━━ DATASET EXCERPTS ━━

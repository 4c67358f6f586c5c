use async_trait::async_trait;
use serde::{Deserialize, Serialize};

use crate::request::Requester;

use super::errors::NotifyError;

/// How a job ended, from the requester's point of view.
#[derive(Debug, Clone, PartialEq, Serialize, Deserialize)]
#[serde(tag = "status", rename_all = "snake_case")]
pub enum NotificationOutcome {
    Completed { bucket: String, object: String },
    Failed { reason: String },
}

/// One message to one requester about one finished job.
#[derive(Debug, Clone, Serialize, Deserialize)]
pub struct Notification {
    pub requester: Requester,
    pub files: Vec<String>,
    #[serde(flatten)]
    pub outcome: NotificationOutcome,
}

#[async_trait]
pub trait Notifier: Send + Sync {
    async fn send(&self, notification: &Notification) -> Result<(), NotifyError>;
}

━━━

_WHAT TO DO_
The full set of entries should be copied out exactly as given.

_SOLUTION TO THE EXERCISE_
repository 4c67358f6f586c5c
use async_trait::async_trait;
use serde::{Deserialize, Serialize};

use crate::request::Requester;

use super::errors::NotifyError;

/// How a job ended, from the requester's point of view.
#[derive(Debug, Clone, PartialEq, Serialize, Deserialize)]
#[serde(tag = "status", rename_all = "snake_case")]
pub enum NotificationOutcome {
    Completed { bucket: String, object: String },
    Failed { reason: String },
}

/// One message to one requester about one finished job.
#[derive(Debug, Clone, Serialize, Deserialize)]
pub struct Notification {
    pub requester: Requester,
    pub files: Vec<String>,
    #[serde(flatten)]
    pub outcome: NotificationOutcome,
}

#[async_trait]
pub trait Notifier: Send + Sync {
    async fn send(&self, notification: &Notification) -> Result<(), NotifyError>;
}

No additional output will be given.